**WORK INSTRUCTIONS**
Which lines of the entries below include "nearer"? List them all.

**DATA SECTION**
┏━━

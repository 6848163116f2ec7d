use road_chainage::{
    geodesy::LngLat,
    polyline,
    region::{coverage, distance_to_polygon, is_in_polygon, point_to_polyline_distance},
};

fn main() {
    env_logger::init();

    off_route_detection();
    buffer_and_containment();
    track_coverage();
}

fn off_route_detection() {
    let route = polyline![(116.0, 39.0), (116.01, 39.0), (116.01, 39.01)];
    let vehicle = LngLat::new(116.005, 39.0003);

    let d = point_to_polyline_distance(vehicle, route.as_slice());
    assert!(d > 30.0 && d < 35.0, "Vehicle is about 33 m off the route");

    let allowed = 50.0;
    println!("vehicle {vehicle} is {d:.1} m off route (on route: {})", d <= allowed);
}

fn buffer_and_containment() {
    let route = polyline![(116.0, 39.0), (116.01, 39.0)];
    let corridor = route.to_region(20.0);
    assert_eq!(corridor.vertex_count(), 4);

    let inside = LngLat::new(116.005, 39.0001);
    let outside = LngLat::new(116.005, 39.001);
    assert!(is_in_polygon(inside, corridor.as_slice()));
    assert!(!corridor.contains_point(outside));

    let d = distance_to_polygon(outside, corridor.as_slice());
    assert!(d > 80.0 && d < 100.0, "Point is about 91 m from the corridor");
}

fn track_coverage() {
    let road = polyline![(116.0, 39.0), (116.001, 39.0), (116.002, 39.0), (116.003, 39.0)];
    let track = [LngLat::new(116.0, 39.00001), LngLat::new(116.0015, 39.00001)];

    let fraction = coverage(road.as_slice(), &track, 5.0);
    assert_eq!(fraction, 0.5, "Track only covers the first half of the road");
    log::info!("coverage {:.0}%", fraction * 100.0);
}
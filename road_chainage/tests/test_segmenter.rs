mod test_utils;

use road_chainage::{
    chainage::{
        Anchor, StationOptions, try_stations_opt,
        internal::{
            resample::densify,
            segment::{segment_by_anchors, segment_route, whole_route},
        },
    },
    geodesy::{LngLat, path_length},
};
use test_utils::east_route;

fn dense_east() -> (Vec<LngLat>, f64) {
    let route = east_route();
    (densify(&route), path_length(&route))
}

fn index_of(dense: &[LngLat], p: LngLat) -> usize {
    dense.iter().position(|q| *q == p).expect("point not in dense route")
}

#[test]
fn no_anchors_single_segment() {
    let (dense, total) = dense_east();
    let segments = segment_route(&dense, total, &StationOptions::<f64>::new(100));
    assert_eq!(segments.len(), 1);
    let seg = &segments[0];
    assert_eq!(seg.start_index, 0);
    assert_eq!(seg.end_index(), dense.len() - 1);
    assert_eq!(seg.points.len(), dense.len());
    assert_eq!(seg.start_chainage, 0);
    assert_eq!(seg.end_chainage, total.ceil() as i32);
    assert_eq!(seg.length(), 1731);
}

#[test]
fn no_anchors_reverse() {
    let (dense, total) = dense_east();

    // start beyond the route length counts down
    let seg = whole_route(&dense, total, 5000, true).unwrap();
    assert_eq!(seg.end_chainage, 5000 - 1731);
    assert!(seg.length() < 0);

    // start within the route length still counts up
    let seg = whole_route(&dense, total, 500, true).unwrap();
    assert_eq!(seg.end_chainage, 500 + 1731);

    // reverse flag required
    let seg = whole_route(&dense, total, 5000, false).unwrap();
    assert_eq!(seg.end_chainage, 5000 + 1731);
}

#[test]
fn too_few_dense_points() {
    let p = LngLat::new(116.0, 39.0);
    assert!(whole_route(&[p], 0.0, 0, false).is_none());
    assert!(whole_route::<f64>(&[], 0.0, 0, false).is_none());
    let anchors = [Anchor::new(p, 0), Anchor::new(p, 10)];
    assert!(segment_by_anchors(&[p], &anchors, 0, 0.0, false).is_empty());
}

#[test]
fn single_anchor_ignored() {
    let (dense, total) = dense_east();
    let route = east_route();
    let anchors = [Anchor::new(route[1], 900)];
    let options = StationOptions::new(100).with_anchors(&anchors);
    let segments = segment_route(&dense, total, &options);
    assert_eq!(
        segments,
        segment_route(&dense, total, &StationOptions::<f64>::new(100))
    );
}

#[test]
fn anchors_split_at_located_points() {
    let (dense, total) = dense_east();
    let route = east_route();
    let anchors = [Anchor::new(route[1], 5000), Anchor::new(route[2], 5900)];
    let options = StationOptions::new(100)
        .with_start_chainage(4100)
        .with_anchors(&anchors);
    let segments = segment_route(&dense, total, &options);

    // last anchor sits on the final point so there is no tail
    assert_eq!(segments.len(), 2);
    let (first, second) = (&segments[0], &segments[1]);
    assert_eq!(first.start_index, 0);
    assert_eq!(first.end_index(), index_of(&dense, route[1]));
    assert_eq!((first.start_chainage, first.end_chainage), (4100, 5000));

    // consecutive segments share the boundary point
    assert_eq!(second.start_index, first.end_index());
    assert_eq!(second.points[0], route[1]);
    assert_eq!(second.end_index(), dense.len() - 1);
    assert_eq!((second.start_chainage, second.end_chainage), (5000, 5900));
}

#[test]
fn anchors_off_route_snap_to_nearest() {
    let (dense, total) = dense_east();
    let route = east_route();
    let anchors = [
        Anchor::new(LngLat::new(116.01, 39.0003), 900),
        Anchor::new(LngLat::new(116.02, 38.9998), 1800),
    ];
    let segments = segment_by_anchors(&dense, &anchors, 0, total, false);
    assert_eq!(segments.len(), 2);
    assert_eq!(segments[0].points.last(), Some(&route[1]));
    assert_eq!(segments[1].points.last(), Some(&route[2]));
}

#[test]
fn tail_after_last_anchor() {
    let (dense, total) = dense_east();
    let route = east_route();
    let mid = LngLat::new(116.015, 39.0001);
    let anchors = [Anchor::new(route[1], 900), Anchor::new(mid, 1400)];
    let segments = segment_by_anchors(&dense, &anchors, 0, total, false);

    assert_eq!(segments.len(), 3);
    let tail = &segments[2];
    assert_eq!(tail.start_index, segments[1].end_index());
    assert_eq!(tail.end_index(), dense.len() - 1);
    assert_eq!(tail.start_chainage, 1400);
    assert_eq!(tail.end_chainage, 1400 + path_length(tail.points).ceil() as i32);
}

#[test]
fn tail_follows_first_segment_direction() {
    let (dense, total) = dense_east();
    let route = east_route();
    let mid = LngLat::new(116.015, 39.0);
    let anchors = [Anchor::new(route[1], 9000), Anchor::new(mid, 8500)];
    let segments = segment_by_anchors(&dense, &anchors, 9865, total, false);

    assert_eq!(segments.len(), 3);
    assert!(segments.iter().all(|s| s.length() < 0));
    let tail = &segments[2];
    assert_eq!(tail.end_chainage, 8500 - path_length(tail.points).ceil() as i32);
}

#[test]
fn anchor_at_start_index_skipped() {
    let (dense, total) = dense_east();
    let route = east_route();
    let anchors = [
        Anchor::new(route[0], 50),
        Anchor::new(route[1], 900),
        Anchor::new(route[2], 1800),
    ];
    let segments = segment_by_anchors(&dense, &anchors, 0, total, false);
    assert_eq!(segments.len(), 2);
    // skipped anchor does not change the running chainage
    assert_eq!(segments[0].start_chainage, 0);
    assert_eq!(segments[0].end_chainage, 900);
}

#[test]
fn short_segment_dropped_but_advances() {
    let (dense, total) = dense_east();
    let route = east_route();
    let anchors = [
        Anchor::new(dense[1], 10),
        Anchor::new(route[1], 900),
        Anchor::new(route[2], 1800),
    ];
    let segments = segment_by_anchors(&dense, &anchors, 0, total, false);
    assert_eq!(segments.len(), 2);
    assert_eq!(segments[0].start_index, 1);
    assert_eq!(segments[0].start_chainage, 10);
    assert_eq!(segments[0].points.len(), index_of(&dense, route[1]));
}

#[test]
fn anchors_only_move_forward() {
    let (dense, total) = dense_east();
    let route = east_route();
    // second anchor lies behind the first, the forward search lands on the first anchor's index
    let anchors = [Anchor::new(route[1], 900), Anchor::new(route[0], 0)];
    let segments = segment_by_anchors(&dense, &anchors, 0, total, false);
    assert_eq!(segments.len(), 2);
    assert_eq!((segments[0].start_chainage, segments[0].end_chainage), (0, 900));
    assert_eq!(segments[1].start_chainage, 900);
    assert_eq!(segments[1].end_index(), dense.len() - 1);
    assert!(segments[1].length() > 0);
}

#[test]
fn all_anchors_skipped_uses_whole_route_rule() {
    let (dense, total) = dense_east();
    let route = east_route();
    let anchors = [Anchor::new(route[0], 0), Anchor::new(route[0], 5)];

    let segments = segment_by_anchors(&dense, &anchors, 5000, total, true);
    assert_eq!(segments.len(), 1);
    assert_eq!(segments[0].start_index, 0);
    assert_eq!(segments[0].start_chainage, 5000);
    assert!(segments[0].end_chainage < 5000);

    let segments = segment_by_anchors(&dense, &anchors, 0, total, true);
    assert!(segments[0].end_chainage > 0);
}

#[test]
fn every_segment_dropped_falls_back_to_whole_route() {
    let a: LngLat = LngLat::new(116.0, 39.0);
    let dense = [a, a.destination(90.0, 0.4), a.destination(90.0, 0.8)];
    let total = path_length(&dense);
    let anchors = [Anchor::new(dense[1], 10), Anchor::new(dense[2], 20)];
    assert!(segment_by_anchors(&dense, &anchors, 0, total, false).is_empty());

    let options = StationOptions::new(100).with_anchors(&anchors);
    let segments = segment_route(&dense, total, &options);
    assert_eq!(segments.len(), 1);
    assert_eq!(segments[0].start_index, 0);
    assert_eq!(segments[0].end_index(), dense.len() - 1);
    assert_eq!(segments[0].start_chainage, 0);
    assert_eq!(segments[0].end_chainage, 1);
}

#[test]
fn short_route_with_anchor_on_every_point_has_stations() {
    let start: LngLat = LngLat::new(116.0, 39.0);
    let route = [start, start.destination(45.0, 1.2)];
    let dense = densify(&route);
    let anchors: Vec<Anchor> = dense
        .iter()
        .enumerate()
        .map(|(i, p)| Anchor::new(*p, i as i32))
        .collect();
    let options = StationOptions::new(100).with_anchors(&anchors);

    let result = try_stations_opt(&route, &options).unwrap();
    assert_eq!(result.first().map(|s| (s.chainage, s.pos)), Some((0, route[0])));
    assert_eq!(result.last().map(|s| s.pos), Some(route[1]));
}

#[test]
fn anchor_payload_carried() {
    let route = east_route();
    let anchor = Anchor::with_payload(route[1], 900, "bridge");
    assert_eq!(anchor.payload, "bridge");
    let anchors = [anchor, Anchor::with_payload(route[2], 1800, "toll")];
    let (dense, total) = dense_east();
    let options = StationOptions::new(100).with_anchors(&anchors);
    assert_eq!(segment_route(&dense, total, &options).len(), 2);
}
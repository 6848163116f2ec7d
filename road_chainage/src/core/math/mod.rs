//! Core/common math functions for working with angles, rounding and planar (degree space)
//! projections.
mod base_math;
mod vector2;

pub use base_math::*;
pub use vector2::{Vector2, vec2};
//! Core/common traits for use in road_chainage.
mod fuzzy_eq;
mod fuzzy_ord;
mod real;

pub use fuzzy_eq::FuzzyEq;
pub use fuzzy_ord::FuzzyOrd;
pub use real::Real;
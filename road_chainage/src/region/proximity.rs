use crate::{
    ChainageError, Result,
    core::{
        math::{Vector2, line_coefficients, perpendicular_foot},
        traits::Real,
    },
    geodesy::{LngLat, distance},
};

/// Distance in meters from `point` to the segment `p0` to `p1`.
///
/// The perpendicular foot is computed in degree space. If the foot lies within the segment's
/// bounding box (compared with [fuzzy_between](crate::core::traits::FuzzyOrd::fuzzy_between))
/// the distance to the foot is returned, otherwise the distance to the nearer end point. Returns
/// `None` if the foot cannot be computed (segment too short for the line equation).
pub fn segment_distance<T>(point: LngLat<T>, p0: LngLat<T>, p1: LngLat<T>) -> Option<T>
where
    T: Real,
{
    let (a, b, c) = line_coefficients(p0.pos(), p1.pos());
    let foot = perpendicular_foot(point.pos(), a, b, c)?;

    let Vector2 { x, y } = foot;
    if x.fuzzy_between(p0.lng, p1.lng) && y.fuzzy_between(p0.lat, p1.lat) {
        Some(distance(point, LngLat::new(x, y)))
    } else {
        let d0 = distance(point, p0);
        let d1 = distance(point, p1);
        Some(if d0 < d1 { d0 } else { d1 })
    }
}

/// Minimum distance in meters from `point` to the polyline `points`.
///
/// Coincident consecutive vertices are skipped. If no segment could be measured (single vertex or
/// all vertices coincident) the distance to the nearer of the first and last vertex is returned.
///
/// Returns `-1` if `points` is empty or a perpendicular foot cannot be computed, see
/// [try_point_to_polyline_distance] for the error reporting variant.
///
/// # Examples
///
/// ```
/// # use road_chainage::geodesy::{LngLat, distance};
/// # use road_chainage::region::point_to_polyline_distance;
/// let a = LngLat::new(116.0, 39.0);
/// let b = LngLat::new(116.01, 39.0);
/// // foot falls beyond the end of the segment, nearest end point distance is used
/// let beyond = LngLat::new(116.02, 39.001);
/// assert_eq!(point_to_polyline_distance(beyond, &[a, b]), distance(beyond, b));
/// assert_eq!(point_to_polyline_distance(beyond, &[]), -1.0);
/// ```
pub fn point_to_polyline_distance<T>(point: LngLat<T>, points: &[LngLat<T>]) -> T
where
    T: Real,
{
    try_point_to_polyline_distance(point, points).unwrap_or(-T::one())
}

/// Same as [point_to_polyline_distance] but returns an error instead of the `-1` sentinel.
///
/// # Errors
///
/// - [ChainageError::EmptyPolyline] if `points` is empty.
/// - [ChainageError::DegenerateSegment] if the perpendicular foot for the segment starting at
///   `index` cannot be computed.
pub fn try_point_to_polyline_distance<T>(point: LngLat<T>, points: &[LngLat<T>]) -> Result<T>
where
    T: Real,
{
    let (Some(&first), Some(&last)) = (points.first(), points.last()) else {
        return Err(ChainageError::EmptyPolyline);
    };

    let mut min_dist: Option<T> = None;
    for (index, w) in points.windows(2).enumerate() {
        if w[0] == w[1] {
            continue;
        }

        let dist = segment_distance(point, w[0], w[1])
            .ok_or(ChainageError::DegenerateSegment { index })?;
        if min_dist.is_none_or(|m| dist < m) {
            min_dist = Some(dist);
        }
    }

    Ok(min_dist.unwrap_or_else(|| {
        let d0 = distance(point, first);
        let d1 = distance(point, last);
        if d0 <= d1 { d0 } else { d1 }
    }))
}
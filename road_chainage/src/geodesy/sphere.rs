use super::LngLat;
use crate::core::{math::normalize_degrees, traits::Real};

/// Mean earth radius in meters used by [destination].
pub const EARTH_RADIUS: f64 = 6_371_000.0;

/// Earth diameter in meters used by [distance] (twice the WGS84 semi-major axis).
pub const EARTH_DIAMETER: f64 = 12_756_274.0;

/// Surface distance in meters between `a` and `b` using the haversine formula.
///
/// Returns 0 if the result is not finite (e.g. NaN coordinates).
///
/// # Examples
///
/// ```
/// # use road_chainage::geodesy::*;
/// let a: LngLat = LngLat::new(102.570619, 24.964126);
/// let b = LngLat::new(102.575351, 24.960976);
/// assert!((distance(a, b) - 592.4688).abs() < 1e-3);
/// assert_eq!(distance(a, a), 0.0);
/// assert_eq!(distance(a, LngLat::new(f64::NAN, 0.0)), 0.0);
/// ```
pub fn distance<T>(a: LngLat<T>, b: LngLat<T>) -> T
where
    T: Real,
{
    let half = T::constant(0.5);
    let sin_dlat = ((b.lat - a.lat).to_radians() * half).sin();
    let sin_dlng = ((b.lng - a.lng).to_radians() * half).sin();
    let mut h = sin_dlat * sin_dlat
        + sin_dlng * sin_dlng * a.lat.to_radians().cos() * b.lat.to_radians().cos();

    // rounding can push h just outside [0, 1] for (near) antipodal points
    if h < T::zero() {
        h = T::zero();
    } else if h > T::one() {
        h = T::one();
    }

    let d = T::constant(EARTH_DIAMETER) * h.sqrt().atan2((T::one() - h).sqrt());
    if d.is_finite_value() { d } else { T::zero() }
}

/// Initial great circle bearing in degrees `[0, 360)` from `start` to `end`, clockwise from north.
///
/// Coincident points return 0.
///
/// # Examples
///
/// ```
/// # use road_chainage::geodesy::*;
/// # use road_chainage::core::traits::*;
/// let origin = LngLat::new(0.0, 0.0);
/// assert!(azimuth(origin, LngLat::new(0.0, 1.0)).fuzzy_eq(0.0));
/// assert!(azimuth(origin, LngLat::new(1.0, 0.0)).fuzzy_eq(90.0));
/// assert!(azimuth(origin, LngLat::new(0.0, -1.0)).fuzzy_eq(180.0));
/// assert!(azimuth(origin, LngLat::new(-1.0, 0.0)).fuzzy_eq(270.0));
/// ```
pub fn azimuth<T>(start: LngLat<T>, end: LngLat<T>) -> T
where
    T: Real,
{
    let lat1 = start.lat.to_radians();
    let lat2 = end.lat.to_radians();
    let dlng = (end.lng - start.lng).to_radians();

    let y = dlng.sin() * lat2.cos();
    let x = lat1.cos() * lat2.sin() - lat1.sin() * lat2.cos() * dlng.cos();
    normalize_degrees(y.atan2(x).to_degrees())
}

/// Point reached by traveling `meters` from `start` along the initial `bearing` (degrees) on a
/// sphere of radius [EARTH_RADIUS].
///
/// Note [distance] uses a slightly larger radius so measuring the result with [distance] gives a
/// value about 0.1% larger than `meters`.
///
/// # Examples
///
/// ```
/// # use road_chainage::geodesy::*;
/// let start: LngLat = LngLat::new(116.4074, 39.9042);
/// let north = destination(start, 0.0, 1000.0);
/// assert!((north.lng - start.lng).abs() < 1e-9);
/// assert!((north.lat - 39.913193216).abs() < 1e-8);
/// ```
pub fn destination<T>(start: LngLat<T>, bearing: T, meters: T) -> LngLat<T>
where
    T: Real,
{
    let lat1 = start.lat.to_radians();
    let lng1 = start.lng.to_radians();
    let brng = bearing.to_radians();
    let delta = meters / T::constant(EARTH_RADIUS);

    let lat2 = (lat1.sin() * delta.cos() + lat1.cos() * delta.sin() * brng.cos()).asin();
    let lng2 = lng1
        + (brng.sin() * delta.sin() * lat1.cos()).atan2(delta.cos() - lat1.sin() * lat2.sin());

    LngLat::new(lng2.to_degrees(), lat2.to_degrees())
}

/// Total length in meters of the polyline formed by `points` (0 for fewer than 2 points).
///
/// # Examples
///
/// ```
/// # use road_chainage::geodesy::*;
/// let a = LngLat::new(116.4074, 39.9042);
/// let b = LngLat::new(116.4374, 39.9342);
/// assert_eq!(path_length::<f64>(&[]), 0.0);
/// assert_eq!(path_length(&[a]), 0.0);
/// assert_eq!(path_length(&[a, b]), distance(a, b));
/// ```
pub fn path_length<T>(points: &[LngLat<T>]) -> T
where
    T: Real,
{
    points
        .windows(2)
        .fold(T::zero(), |acc, w| acc + distance(w[0], w[1]))
}
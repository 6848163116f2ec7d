use crate::core::{math::Vector2, traits::Real};
use std::fmt;

#[cfg(feature = "serde")]
use serde::{Deserialize, Serialize};

use super::{Datum, azimuth, datum, destination, distance};

/// A geographic coordinate, longitude and latitude in degrees.
///
/// This is the one point type used across the crate. Raw coordinate pairs and arrays convert into
/// it through the [From] impls and [LngLat::from_slice].
///
/// # Examples
///
/// ```
/// # use road_chainage::geodesy::LngLat;
/// let p = LngLat::new(116.4074, 39.9042);
/// assert_eq!(LngLat::from((116.4074, 39.9042)), p);
/// assert_eq!(LngLat::from([116.4074, 39.9042]), p);
/// assert_eq!(LngLat::from_slice(&[116.4074, 39.9042]), Some(p));
/// assert_eq!(<[f64; 2]>::from(p), [116.4074, 39.9042]);
/// assert_eq!(p.to_string(), "116.4074,39.9042");
/// ```
#[cfg_attr(
    feature = "serde",
    derive(Serialize, Deserialize),
    serde(rename_all = "camelCase")
)]
#[derive(Debug, Copy, Clone, Default, PartialEq)]
pub struct LngLat<T = f64> {
    /// Longitude in degrees, -180 to 180.
    pub lng: T,
    /// Latitude in degrees, -90 to 90.
    pub lat: T,
}

impl<T> LngLat<T>
where
    T: Real,
{
    #[inline]
    pub fn new(lng: T, lat: T) -> Self {
        LngLat { lng, lat }
    }

    /// Construct a point from a `[lng, lat]` slice.
    ///
    /// If the slice does not contain exactly 2 elements then `None` is returned.
    #[inline]
    pub fn from_slice(slice: &[T]) -> Option<Self> {
        if let [lng, lat] = *slice {
            Some(LngLat::new(lng, lat))
        } else {
            None
        }
    }

    /// Construct a point from a degree space vector (`x` = longitude, `y` = latitude).
    #[inline]
    pub fn from_vector2(v: Vector2<T>) -> Self {
        LngLat::new(v.x, v.y)
    }

    /// Return the position as a degree space vector.
    #[inline]
    pub fn pos(&self) -> Vector2<T> {
        Vector2::new(self.lng, self.lat)
    }

    /// Surface distance in meters to `other`, see [distance].
    #[inline]
    pub fn distance_to(&self, other: Self) -> T {
        distance(*self, other)
    }

    /// Initial bearing in degrees `[0, 360)` towards `other`, see [azimuth].
    #[inline]
    pub fn azimuth_to(&self, other: Self) -> T {
        azimuth(*self, other)
    }

    /// Point reached after traveling `meters` along `bearing` degrees, see [destination].
    #[inline]
    pub fn destination(&self, bearing: T, meters: T) -> Self {
        destination(*self, bearing, meters)
    }

    /// Convert this point between map datums, see [datum::convert].
    #[inline]
    pub fn convert(&self, from: Datum, to: Datum) -> Self {
        datum::convert(*self, from, to)
    }

    /// Fuzzy equal comparison with another point using `fuzzy_epsilon` given.
    #[inline]
    pub fn fuzzy_eq_eps(&self, other: Self, fuzzy_epsilon: T) -> bool {
        self.lng.fuzzy_eq_eps(other.lng, fuzzy_epsilon)
            && self.lat.fuzzy_eq_eps(other.lat, fuzzy_epsilon)
    }

    /// Fuzzy equal comparison with another point using T::fuzzy_epsilon().
    #[inline]
    pub fn fuzzy_eq(&self, other: Self) -> bool {
        self.fuzzy_eq_eps(other, T::fuzzy_epsilon())
    }
}

impl<T> From<(T, T)> for LngLat<T> {
    #[inline]
    fn from((lng, lat): (T, T)) -> Self {
        LngLat { lng, lat }
    }
}

impl<T> From<[T; 2]> for LngLat<T> {
    #[inline]
    fn from([lng, lat]: [T; 2]) -> Self {
        LngLat { lng, lat }
    }
}

impl<T> From<LngLat<T>> for [T; 2] {
    #[inline]
    fn from(p: LngLat<T>) -> Self {
        [p.lng, p.lat]
    }
}

impl<T> fmt::Display for LngLat<T>
where
    T: fmt::Display,
{
    fn fmt(&self, f: &mut fmt::Formatter<'_>) -> fmt::Result {
        write!(f, "{},{}", self.lng, self.lat)
    }
}
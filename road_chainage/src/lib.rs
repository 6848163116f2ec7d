//! Geodesic primitives and station (chainage) generation for road and vehicle location data.
//!
//! - [geodesy]: distance, bearing and destination on a spherical earth and WGS84/GCJ02/BD09 datum
//!   conversion.
//! - [region]: polygon containment, point to polyline distance, line buffers and track coverage.
//! - [chainage]: evenly spaced station markers along a route, optionally pinned to surveyed
//!   anchors, and `K1+234` style chainage text.
//!
//! All functions are generic over [Real](core::traits::Real) with `f64` as the default.
//!
//! # Examples
//!
//! ```
//! # use road_chainage::polyline;
//! # use road_chainage::chainage::station_to_str;
//! let route = polyline![(116.4074, 39.9042), (116.4374, 39.9342)];
//! let stations = route.stations(100);
//! assert_eq!(station_to_str(stations[1].chainage, "+"), "K0+100");
//! ```
extern crate static_aabb2d_index;

#[macro_use]
mod macros;
mod error;

pub mod chainage;
pub mod core;
pub mod geodesy;
pub mod polyline;
pub mod region;

pub use error::{ChainageError, Result};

┗━━

**RESPONSE TO THE TASK**
/// the distance to the foot is returned, otherwise the distance to the nearer end point. Returns
/// all vertices coincident) the distance to the nearer of the first and last vertex is returned.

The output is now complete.